Would you set down each line of the data below exactly?

THE INPUT below:

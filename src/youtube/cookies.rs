//! Rotating pool of cookie files used to authenticate upstream requests.
//!
//! The pool is discovered from a directory scan exactly once per process and
//! frozen; cookies fetched by [`CookiePool::refresh`] land on disk for the
//! next process, not the running jar. Selection is memoryless: a cookie the
//! upstream has already burned is as likely to be picked as any other.

use std::fs;
use std::path::{Path, PathBuf};
use std::sync::{Once, OnceLock};

use rand::RngExt;
use rand::seq::IndexedRandom;
use tracing::{debug, info, warn};

use crate::HTTP_CLIENT;

use super::SourceResult;

/// Picks one cookie out of the frozen jar.
///
/// Kept behind a trait so alternative policies (round-robin, skip recently
/// failed) can be swapped in without touching callers.
pub trait CookieSelector: Send + Sync {
    fn pick<'a>(&self, jar: &'a [PathBuf]) -> Option<&'a PathBuf>;
}

/// Default policy: uniform random over the snapshot, no memory of failures.
pub struct UniformRandom;

impl CookieSelector for UniformRandom {
    fn pick<'a>(&self, jar: &'a [PathBuf]) -> Option<&'a PathBuf> {
        jar.choose(&mut rand::rng())
    }
}

/// Lazily discovered, immutable set of cookie files.
pub struct CookiePool {
    dir: PathBuf,
    jar: OnceLock<Vec<PathBuf>>,
    warned: Once,
    selector: Box<dyn CookieSelector>,
}

impl CookiePool {
    pub fn new(dir: PathBuf) -> Self {
        Self::with_selector(dir, Box::new(UniformRandom))
    }

    pub fn with_selector(dir: PathBuf, selector: Box<dyn CookieSelector>) -> Self {
        Self {
            dir,
            jar: OnceLock::new(),
            warned: Once::new(),
            selector,
        }
    }

    /// Returns one cookie file to authenticate with, or `None` when the pool
    /// is empty.
    ///
    /// The first call scans the cookie directory and freezes the result; an
    /// empty pool logs its warning once per process lifetime and is a
    /// degraded mode, not an error; callers proceed unauthenticated.
    pub fn select(&self) -> Option<PathBuf> {
        let jar = self.jar.get_or_init(|| discover(&self.dir));

        if jar.is_empty() {
            self.warned.call_once(|| {
                warn!(
                    "No cookie files found in {}; downloads may fail or be throttled",
                    self.dir.display()
                );
            });
            return None;
        }

        self.selector.pick(jar).cloned()
    }

    /// Fetches fresh cookie files from the given remote URLs, sequentially.
    ///
    /// Each URL is rewritten to its raw-content variant and the response body
    /// written to a uniquely named `cookie<5-digit>.txt` in the cookie
    /// directory. The first failure aborts the remaining batch and
    /// propagates: this is an explicit operator action, not a steady-state
    /// path, so fail-fast is acceptable.
    pub async fn refresh(&self, urls: &[String]) -> SourceResult<()> {
        info!("Refreshing cookies from {} source(s)...", urls.len());

        for url in urls {
            let link = url.replace("me/", "me/raw/");
            let response = HTTP_CLIENT.get(&link).send().await?.error_for_status()?;
            let body = response.bytes().await?;

            let name = format!("cookie{}.txt", rand::rng().random_range(10000..100000));
            let path = self.dir.join(name);
            fs::write(&path, &body)?;
            debug!("Saved cookie file {}", path.display());
        }

        info!("Cookie refresh complete.");
        Ok(())
    }
}

/// Scans the cookie directory for recognized files. An unreadable directory
/// yields an empty jar rather than an error.
fn discover(dir: &Path) -> Vec<PathBuf> {
    let entries = match fs::read_dir(dir) {
        Ok(entries) => entries,
        Err(e) => {
            debug!("Cookie directory {} not readable: {}", dir.display(), e);
            return Vec::new();
        }
    };

    entries
        .flatten()
        .map(|entry| entry.path())
        .filter(|path| path.extension().is_some_and(|ext| ext == "txt"))
        .collect()
}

End of THE INPUT.

• RESPONSE TO THIS EXERCISE:
filename src/youtube/cookies.rs
//! Rotating pool of cookie files used to authenticate upstream requests.
//!
//! The pool is discovered from a directory scan exactly once per process and
//! frozen; cookies fetched by [`CookiePool::refresh`] land on disk for the
//! next process, not the running jar. Selection is memoryless: a cookie the
//! upstream has already burned is as likely to be picked as any other.

use std::fs;
use std::path::{Path, PathBuf};
use std::sync::{Once, OnceLock};

use rand::RngExt;
use rand::seq::IndexedRandom;
use tracing::{debug, info, warn};

use crate::HTTP_CLIENT;

use super::SourceResult;

/// Picks one cookie out of the frozen jar.
///
/// Kept behind a trait so alternative policies (round-robin, skip recently
/// failed) can be swapped in without touching callers.
pub trait CookieSelector: Send + Sync {
    fn pick<'a>(&self, jar: &'a [PathBuf]) -> Option<&'a PathBuf>;
}

/// Default policy: uniform random over the snapshot, no memory of failures.
pub struct UniformRandom;

impl CookieSelector for UniformRandom {
    fn pick<'a>(&self, jar: &'a [PathBuf]) -> Option<&'a PathBuf> {
        jar.choose(&mut rand::rng())
    }
}

/// Lazily discovered, immutable set of cookie files.
pub struct CookiePool {
    dir: PathBuf,
    jar: OnceLock<Vec<PathBuf>>,
    warned: Once,
    selector: Box<dyn CookieSelector>,
}

impl CookiePool {
    pub fn new(dir: PathBuf) -> Self {
        Self::with_selector(dir, Box::new(UniformRandom))
    }

    pub fn with_selector(dir: PathBuf, selector: Box<dyn CookieSelector>) -> Self {
        Self {
            dir,
            jar: OnceLock::new(),
            warned: Once::new(),
            selector,
        }
    }

    /// Returns one cookie file to authenticate with, or `None` when the pool
    /// is empty.
    ///
    /// The first call scans the cookie directory and freezes the result; an
    /// empty pool logs its warning once per process lifetime and is a
    /// degraded mode, not an error; callers proceed unauthenticated.
    pub fn select(&self) -> Option<PathBuf> {
        let jar = self.jar.get_or_init(|| discover(&self.dir));

        if jar.is_empty() {
            self.warned.call_once(|| {
                warn!(
                    "No cookie files found in {}; downloads may fail or be throttled",
                    self.dir.display()
                );
            });
            return None;
        }

        self.selector.pick(jar).cloned()
    }

    /// Fetches fresh cookie files from the given remote URLs, sequentially.
    ///
    /// Each URL is rewritten to its raw-content variant and the response body
    /// written to a uniquely named `cookie<5-digit>.txt` in the cookie
    /// directory. The first failure aborts the remaining batch and
    /// propagates: this is an explicit operator action, not a steady-state
    /// path, so fail-fast is acceptable.
    pub async fn refresh(&self, urls: &[String]) -> SourceResult<()> {
        info!("Refreshing cookies from {} source(s)...", urls.len());

        for url in urls {
            let link = url.replace("me/", "me/raw/");
            let response = HTTP_CLIENT.get(&link).send().await?.error_for_status()?;
            let body = response.bytes().await?;

            let name = format!("cookie{}.txt", rand::rng().random_range(10000..100000));
            let path = self.dir.join(name);
            fs::write(&path, &body)?;
            debug!("Saved cookie file {}", path.display());
        }

        info!("Cookie refresh complete.");
        Ok(())
    }
}

/// Scans the cookie directory for recognized files. An unreadable directory
/// yields an empty jar rather than an error.
fn discover(dir: &Path) -> Vec<PathBuf> {
    let entries = match fs::read_dir(dir) {
        Ok(entries) => entries,
        Err(e) => {
            debug!("Cookie directory {} not readable: {}", dir.display(), e);
            return Vec::new();
        }
    };

    entries
        .flatten()
        .map(|entry| entry.path())
        .filter(|path| path.extension().is_some_and(|ext| ext == "txt"))
        .collect()
}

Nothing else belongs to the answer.